カームラサンの奥之院興廃記

好きな音楽のこと、惹かれる短歌のことなどを、気の向くままに綴っていきます。

温泉旅館くらさか

2010-02-10 13:01:56 | Weblog
 町医者のような堅気な商売をやっている身からすると、探偵稼業はいたって気楽でヤクザな職業に見える。なおさら私の患者さん、秋原康三を見ていると、探偵稼業は気楽でいいなと思えてくるときがある。そんな彼がどういうわけからかうちを気に入ってくれている。それが、私の病院、いや私にとって、有り難いことなのか厄介なことなのか、朝の診察室の鉢植えへの水遣りのときなどにふと考えてしまうことがある。

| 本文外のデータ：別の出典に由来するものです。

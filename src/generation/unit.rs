//! Source units: an implementation file plus its optional header.

use std::collections::BTreeMap;
use std::path::{Path, PathBuf};

/// Extensions of files that can anchor a source unit
pub const IMPLEMENTATION_EXTENSIONS: &[&str] = &["cpp", "cc", "c"];

/// Extensions of files that are merged into a unit as its header
pub const HEADER_EXTENSIONS: &[&str] = &["h", "hpp"];

/// Extensions replaced by `_test.cc` when naming a generated test file
const RENAMED_EXTENSIONS: &[&str] = &["cpp", "cc", "h", "hpp"];

const TEST_SUFFIX: &str = "_test.cc";

/// One implementation file and the header sharing its base name
#[derive(Debug, Clone, PartialEq, Eq)]
pub struct SourceUnit {
    /// Implementation file path, relative to the codebase root
    pub path: PathBuf,
    pub implementation: String,
    pub header: Option<String>,
}

impl SourceUnit {
    /// Header first (if any), then the implementation, each labelled.
    pub fn combined_source(&self) -> String {
        let mut combined = String::new();
        if let Some(header) = self.header.as_deref().filter(|h| !h.is_empty()) {
            combined.push_str("// Header file content:\n");
            combined.push_str(header);
            combined.push_str("\n\n");
        }
        combined.push_str("// Implementation file content:\n");
        combined.push_str(&self.implementation);
        combined
    }

    /// Where this unit's generated tests go under `tests_dir`
    pub fn test_file_path(&self, tests_dir: &Path) -> PathBuf {
        tests_dir.join(test_file_name(&self.path))
    }
}

fn extension_of(path: &Path) -> Option<String> {
    path.extension()
        .map(|ext| ext.to_string_lossy().to_lowercase())
}

/// Group files sharing a base name into units.
///
/// Groups without an implementation file are skipped. Returned units are
/// ordered by path.
pub fn group_units(files: &BTreeMap<PathBuf, String>) -> Vec<SourceUnit> {
    let mut groups: BTreeMap<PathBuf, Vec<(&PathBuf, &String)>> = BTreeMap::new();
    for (path, content) in files {
        groups
            .entry(path.with_extension(""))
            .or_default()
            .push((path, content));
    }

    let mut units = Vec::new();
    for (base, members) in groups {
        let mut implementation: Option<(&PathBuf, &String)> = None;
        let mut header: Option<&String> = None;

        for (path, content) in members {
            let Some(ext) = extension_of(path) else {
                continue;
            };
            if IMPLEMENTATION_EXTENSIONS.contains(&ext.as_str()) {
                match implementation {
                    None => implementation = Some((path, content)),
                    Some((kept, _)) => tracing::warn!(
                        "Multiple implementation files for {}: keeping {}, ignoring {}",
                        base.display(),
                        kept.display(),
                        path.display()
                    ),
                }
            } else if HEADER_EXTENSIONS.contains(&ext.as_str()) && header.is_none() {
                header = Some(content);
            }
        }

        match implementation {
            Some((path, content)) => units.push(SourceUnit {
                path: path.clone(),
                implementation: content.clone(),
                header: header.cloned(),
            }),
            None => {
                tracing::debug!(
                    "Skipping group {}: no implementation file found",
                    base.display()
                );
            }
        }
    }

    units
}

/// `#include` directives in `code`, trimmed, first occurrence only.
pub fn extract_includes(code: &str) -> Vec<String> {
    let mut includes: Vec<String> = Vec::new();
    for line in code.lines() {
        let trimmed = line.trim();
        if trimmed.starts_with("#include") && !includes.iter().any(|i| i == trimmed) {
            includes.push(trimmed.to_string());
        }
    }
    includes
}

/// Map `<dir>/<name>.<ext>` to `<dir>/<name>_test.cc`.
///
/// Unrecognized extensions keep the full filename and gain the suffix.
pub fn test_file_name(source: &Path) -> PathBuf {
    let file_name = source
        .file_name()
        .map(|n| n.to_string_lossy().to_string())
        .unwrap_or_default();

    // Extensions compare case-insensitively, as in grouping
    let renamed = match (source.file_stem(), extension_of(source)) {
        (Some(stem), Some(ext)) if RENAMED_EXTENSIONS.contains(&ext.as_str()) => {
            format!("{}{}", stem.to_string_lossy(), TEST_SUFFIX)
        }
        _ => format!("{}{}", file_name, TEST_SUFFIX),
    };

    match source.parent() {
        Some(dir) if !dir.as_os_str().is_empty() => dir.join(renamed),
        _ => PathBuf::from(renamed),
    }
}

#[cfg(test)]
mod tests {
    use super::*;

    fn files(entries: &[(&str, &str)]) -> BTreeMap<PathBuf, String> {
        entries
            .iter()
            .map(|(p, c)| (PathBuf::from(p), c.to_string()))
            .collect()
    }

    #[test]
    fn test_group_pairs_header_and_implementation() {
        let units = group_units(&files(&[
            ("models/User.cpp", "impl"),
            ("models/User.h", "header"),
        ]));
        assert_eq!(units.len(), 1);
        assert_eq!(units[0].path, PathBuf::from("models/User.cpp"));
        assert_eq!(units[0].header.as_deref(), Some("header"));
    }

    #[test]
    fn test_group_headerless_unit_is_valid() {
        let units = group_units(&files(&[("utils/math.cc", "impl")]));
        assert_eq!(units.len(), 1);
        assert_eq!(units[0].header, None);
    }

    #[test]
    fn test_group_skips_header_only() {
        let units = group_units(&files(&[("include/config.hpp", "header")]));
        assert!(units.is_empty());
    }

    #[test]
    fn test_group_keeps_directories_apart() {
        let units = group_units(&files(&[
            ("a/util.cpp", "a"),
            ("b/util.cpp", "b"),
            ("b/util.h", "bh"),
        ]));
        assert_eq!(units.len(), 2);
        assert_eq!(units[0].header, None);
        assert_eq!(units[1].header.as_deref(), Some("bh"));
    }

    #[test]
    fn test_combined_source_header_first() {
        let unit = SourceUnit {
            path: PathBuf::from("x.cpp"),
            implementation: "int f() { return 1; }".to_string(),
            header: Some("int f();".to_string()),
        };
        let combined = unit.combined_source();
        let header_at = combined.find("// Header file content:").unwrap();
        let impl_at = combined.find("// Implementation file content:").unwrap();
        assert!(header_at < impl_at);
        assert!(combined.ends_with("int f() { return 1; }"));
    }

    #[test]
    fn test_combined_source_without_header() {
        let unit = SourceUnit {
            path: PathBuf::from("x.cpp"),
            implementation: "int f();".to_string(),
            header: None,
        };
        assert!(!unit.combined_source().contains("Header file content"));
    }

    #[test]
    fn test_extract_includes() {
        let code = "#include <vector>\n  #include \"user.h\"\nint x;\n#include <vector>\n// #include <nope>";
        assert_eq!(
            extract_includes(code),
            vec!["#include <vector>", "#include \"user.h\""]
        );
    }

    #[test]
    fn test_test_file_name_known_extensions() {
        assert_eq!(test_file_name(Path::new("foo.cpp")), PathBuf::from("foo_test.cc"));
        assert_eq!(test_file_name(Path::new("foo.cc")), PathBuf::from("foo_test.cc"));
        assert_eq!(test_file_name(Path::new("foo.h")), PathBuf::from("foo_test.cc"));
        assert_eq!(test_file_name(Path::new("foo.hpp")), PathBuf::from("foo_test.cc"));
    }

    #[test]
    fn test_uppercase_extension_groups_and_renames() {
        let units = group_units(&files(&[("Foo.CPP", "impl"), ("Foo.H", "header")]));
        assert_eq!(units.len(), 1);
        assert_eq!(units[0].header.as_deref(), Some("header"));
        assert_eq!(
            units[0].test_file_path(Path::new("tests")),
            PathBuf::from("tests/Foo_test.cc")
        );
        assert_eq!(test_file_name(Path::new("lib/Bar.Hpp")), PathBuf::from("lib/Bar_test.cc"));
    }

    #[test]
    fn test_test_file_name_unknown_extension_appends() {
        assert_eq!(test_file_name(Path::new("foo.c")), PathBuf::from("foo.c_test.cc"));
        assert_eq!(test_file_name(Path::new("Makefile")), PathBuf::from("Makefile_test.cc"));
    }

    #[test]
    fn test_test_file_name_preserves_directories() {
        assert_eq!(
            test_file_name(Path::new("models/person/Person.cpp")),
            PathBuf::from("models/person/Person_test.cc")
        );
    }

    #[test]
    fn test_test_file_name_only_replaces_final_extension() {
        assert_eq!(
            test_file_name(Path::new("a.cc.cpp")),
            PathBuf::from("a.cc_test.cc")
        );
    }

    #[test]
    fn test_test_file_path_is_deterministic() {
        let unit = SourceUnit {
            path: PathBuf::from("utils/utils.cpp"),
            implementation: String::new(),
            header: None,
        };
        let tests_dir = Path::new("/out/tests");
        assert_eq!(unit.test_file_path(tests_dir), unit.test_file_path(tests_dir));
        assert_eq!(
            unit.test_file_path(tests_dir),
            PathBuf::from("/out/tests/utils/utils_test.cc")
        );
    }
}
impl Rules {
    /// Load rules from file, or fall back to defaults if not found.
    ///
    /// Without an explicit path, `./testforge.toml` is tried before the
    /// per-user config directory.
    pub fn load(path: Option<&Path>) -> Result<Self> {
        let rules: Rules = match Self::resolve_config_path(path) {
            Some(ref path) if path.exists() => {
                let contents = std::fs::read_to_string(path)
                    .with_context(|| format!("Failed to read config from {:?}", path))?;
                toml::from_str(&contents)
                    .with_context(|| format!("Failed to parse config from {:?}", path))?
            }
            _ => Rules::default(),
        };

        rules.validate()?;
        Ok(rules)
    }

    /// Save rules to file
    pub fn save(&self, path: &Path) -> Result<()> {
        if let Some(parent) = path.parent() {
            std::fs::create_dir_all(parent)
                .with_context(|| format!("Failed to create config directory: {:?}", parent))?;
        }

        let contents = toml::to_string_pretty(self).context("Failed to serialize config")?;
        std::fs::write(path, contents)
            .with_context(|| format!("Failed to write config to {:?}", path))?;

        Ok(())
    }

    /// Reject configurations that cannot drive a generation run.
    pub fn validate(&self) -> Result<()> {
        let model = &self.model_config;
        if model.primary_model.trim().is_empty() {
            anyhow::bail!("model_config.primary_model must not be empty");
        }
        if model.max_retries == 0 {
            anyhow::bail!("model_config.max_retries must be at least 1");
        }
        if model.timeout_minutes == 0 {
            anyhow::bail!("model_config.timeout_minutes must be at least 1");
        }
        if model.parallel_workers == 0 {
            anyhow::bail!("model_config.parallel_workers must be at least 1");
        }
        if self.methods_to_test.source == MethodSource::Manual
            && self.methods_to_test.manual_list.is_empty()
        {
            anyhow::bail!("methods_to_test.manual_list must not be empty when source = \"manual\"");
        }
        if self.build.cmake.trim().is_empty() || self.build.make.trim().is_empty() {
            anyhow::bail!("build.cmake and build.make must not be empty");
        }
        if self.build.compilers.iter().all(|c| c.trim().is_empty()) {
            anyhow::bail!("build.compilers must name at least one compiler");
        }
        if !(0.0..=100.0).contains(&self.coverage.minimum_threshold) {
            anyhow::bail!(
                "coverage.minimum_threshold must be between 0 and 100, got {}",
                self.coverage.minimum_threshold
            );
        }
        Ok(())
    }

    /// Read the extra prompt file. A missing file means no extra guidance.
    pub fn load_extra_prompt(&self) -> Result<Option<String>> {
        match std::fs::read_to_string(&self.paths.extra_prompt) {
            Ok(contents) if contents.trim().is_empty() => Ok(None),
            Ok(contents) => Ok(Some(contents)),
            Err(e) if e.kind() == std::io::ErrorKind::NotFound => Ok(None),
            Err(e) => Err(e).with_context(|| {
                format!("Failed to read extra prompt from {:?}", self.paths.extra_prompt)
            }),
        }
    }

    /// The explicit path if given, else `./testforge.toml` if present,
    /// otherwise the per-user config file
    pub fn resolve_config_path(path: Option<&Path>) -> Option<PathBuf> {
        if let Some(path) = path {
            return Some(path.to_path_buf());
        }
        let local = PathBuf::from("testforge.toml");
        if local.exists() {
            return Some(local);
        }
        Self::default_config_path()
    }

    /// Get the default configuration file path
    pub fn default_config_path() -> Option<PathBuf> {
        ProjectDirs::from("com", "testforge", "testforge")
            .map(|dirs| dirs.config_dir().join("testforge.toml"))
    }
}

 秋原康三は困った患者である。なぜ、医者である私が、しかも、探偵という看板をついぞ掲げたことのない私が、毎度毎度彼に事件現場まで呼び出されて、彼を担架で私の病院まで搬送し、診察・治療・入院の処置にてんてこ舞いさせられなければならないのか。私は怖くて秋原本人に確認したことはないが、どうやら秋原は私の病院に入院することを別荘で静養することと同義と心得ているらしい。救急隊員も救急隊員だ。事件現場で秋原の姿を見つけると、すぐに私の病院に一報を入れてくる。電話が鳴って、「先生、いつもの緊急出動要請です」と看護師が私を呼びに来るとき、私はパブロフの犬、いや、アキハラの犬よろしく、野外外科道具一式を突っ込んである往診鞄に手を伸ばす。
「はい、いま行くから。救急車のキーを用意しておいて。それからね、矢嶋先生に連絡しておいて。診察室が無人になったら患者さんが困るからね。」
 矢嶋先生というのは、私の大学の後輩にあたる男だ。父親も医者なら兄貴も医者という医者一家の次男坊で、本人も家の定めで医師免状は取ったものの、小説家志望とやらで、私の家の近所にある自分の家の医院の手伝いをちょこちょこしてはいるらしいが、そろそろ免状に埃が積もってきているという噂のある男だ。
 後輩思いの優しい先輩である私は、時々私の病院を手伝ってもらうことで彼の医術の腕が衰えないように、と配慮しているわけだ。
 奥で電話を掛けている看護師が、「はーい。矢嶋先生、オッケーでーす。いますぐ来るそうでーす」と叫ぶ。「よっしゃ」と私は車庫に走る。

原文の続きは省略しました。